At Suburban they wore short-sleeve kitchen shirts. Bill could hold out his arms and show a host of burn scars, more like brown spots and stripes up his arms. At Suburban they never had to sauté on such a large scale. Most of the burns on his arms happened from fryer grease popping or from touching the top of the Garland when reaching inside the broiler. The stripes were on the top of his arm mostly, but he striped the underneath part of the arm too by touching the bottom of the broiler when reaching deep inside, and he did this often.
Other mistakes in the big sauté pans were not getting to a breast in time and having to hurry or dropping one flipped on top of another. And of course the worst was if you burned one or two breasts, or even more. This did happen and it was a great unhappiness. It meant losing some stock sometimes and it certainly meant having to change oil and/or pans in the midst of the work. Once something burned it was really hard to get that taste out.
They sautéed. As they worked they were in their own worlds yet together. They talked and they joked and they tended to what they were doing, one pan each, each one working carefully, painstakingly cautious so as not to get burned or burn the chicken.
It worked out to three pans apiece. They could do one and then a second with a quick skimming of the oil in the pan but for the third pan it was start all over again.
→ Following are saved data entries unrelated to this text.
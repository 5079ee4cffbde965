// Mirrors migrations/2025-01-01-000000_create_users/up.sql.

diesel::table! {
    users (id) {
        id -> Integer,
        username -> Text,
        password_hash -> Text,
    }
}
Choices there were to empty the pan, scrape it then put fresh oil in it or to scrap the pan altogether and get a fresh one. They all decided on that latter choice, especially since they did not have to wash the pans.
While they were waiting for the oil to heat up again for that last round of frying, they stood smoking and chatting. Jimmy Banquet Chef offered what he called the last drink for the day since it was starting to get toward time to be setting up for The Falstaff Room.